_Problem description:_
Reproduce, from the lines below, exactly the stretch that begins at the line containing "use tracing::Level;" and ends at the line containing "(pattern mode only)", both included.

_Collected data entries:_
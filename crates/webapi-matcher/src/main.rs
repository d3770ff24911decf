//! Web API pattern matcher CLI
//!
//! Compares an expected JSON document, which may contain type tokens, with
//! an actual response body stored on disk.
//!
//! Usage:
//!   webapi-match <pattern_file> <actual_file> [OPTIONS]

use clap::Parser;
use std::path::PathBuf;
use tracing::Level;
use tracing_subscriber::EnvFilter;
use webapi_matcher::{
    check_files, ChainMatcher, CheckMode, CheckOptions, CheckReport, CheckStatus,
};

// ANSI color codes
const GREEN: &str = "\x1b[32m";
const RED: &str = "\x1b[31m";
const YELLOW: &str = "\x1b[33m";
const CYAN: &str = "\x1b[36m";
const BOLD: &str = "\x1b[1m";
const DIM: &str = "\x1b[2m";
const RESET: &str = "\x1b[0m";

/// Web API response pattern matcher
#[derive(Parser, Debug)]
#[command(name = "webapi-match")]
#[command(
    author,
    version,
    about = "Check a JSON response against an expected pattern document"
)]
struct Args {
    /// File holding the expected JSON (or a bare pattern with --key)
    #[arg(required = true)]
    pattern_file: PathBuf,

    /// File holding the actual JSON response body
    #[arg(required = true)]
    actual_file: PathBuf,

    /// Only match the value under this top-level key (pattern mode only)
    #[arg(short, long)]
    key: Option<String>,

    /// Comparison mode: pattern (default), contains
    #[arg(short, long, default_value = "pattern")]
    mode: CheckMode,

    /// Output format: text (default), json
    #[arg(short, long, default_value = "text")]
    output: String,
}

fn main() -> anyhow::Result<()> {
    tracing_subscriber::fmt()
        .with_env_filter(EnvFilter::from_default_env().add_directive(Level::WARN.into()))
        .with_writer(std::io::stderr)
        .init();

    let args = Args::parse();

    let options = CheckOptions {
        mode: args.mode,
        key: args.key.clone(),
    };
    let chain = ChainMatcher::standard();
    let report = check_files(&chain, &args.pattern_file, &args.actual_file, &options);

    if args.output == "json" {
        println!("{}", serde_json::to_string_pretty(&report)?);
    } else {
        print_report(&report);
    }

    std::process::exit(report.status.exit_code());
}

fn print_report(report: &CheckReport) {
    println!("{BOLD}{CYAN}Web API Matcher{RESET}");
    println!("{DIM}━━━━━━━━━━━━━━━━━━━━━━━━━━━━━━━━━━━━━━━━━━━━━━━━━━━━{RESET}");
    println!(
        "{DIM}Pattern:{RESET} {CYAN}{}{RESET}",
        report.pattern_file.display()
    );
    println!(
        "{DIM}Actual:{RESET}  {CYAN}{}{RESET}",
        report.actual_file.display()
    );
    match &report.key {
        Some(key) => println!(
            "{DIM}Mode:{RESET}    {BOLD}{}{RESET} (key {CYAN}{key}{RESET})\n",
            report.mode
        ),
        None => println!("{DIM}Mode:{RESET}    {BOLD}{}{RESET}\n", report.mode),
    }

    match report.status {
        CheckStatus::Passed => println!("{GREEN}{BOLD}Response matches!{RESET}"),
        CheckStatus::Failed => {
            println!("{RED}FAIL{RESET} {BOLD}Response does not match{RESET}");
            if let Some(message) = &report.message {
                println!("  {RED}|{RESET} {message}");
            }
        }
        CheckStatus::Error => {
            println!("{YELLOW}ERROR{RESET} {BOLD}Could not check response{RESET}");
            if let Some(message) = &report.message {
                println!("  {YELLOW}|{RESET} {message}");
            }
        }
    }
}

_Task result:_
use tracing::Level;
use tracing_subscriber::EnvFilter;
use webapi_matcher::{
    check_files, ChainMatcher, CheckMode, CheckOptions, CheckReport, CheckStatus,
};

// ANSI color codes
const GREEN: &str = "\x1b[32m";
const RED: &str = "\x1b[31m";
const YELLOW: &str = "\x1b[33m";
const CYAN: &str = "\x1b[36m";
const BOLD: &str = "\x1b[1m";
const DIM: &str = "\x1b[2m";
const RESET: &str = "\x1b[0m";

/// Web API response pattern matcher
#[derive(Parser, Debug)]
#[command(name = "webapi-match")]
#[command(
    author,
    version,
    about = "Check a JSON response against an expected pattern document"
)]
struct Args {
    /// File holding the expected JSON (or a bare pattern with --key)
    #[arg(required = true)]
    pattern_file: PathBuf,

    /// File holding the actual JSON response body
    #[arg(required = true)]
    actual_file: PathBuf,

    /// Only match the value under this top-level key (pattern mode only)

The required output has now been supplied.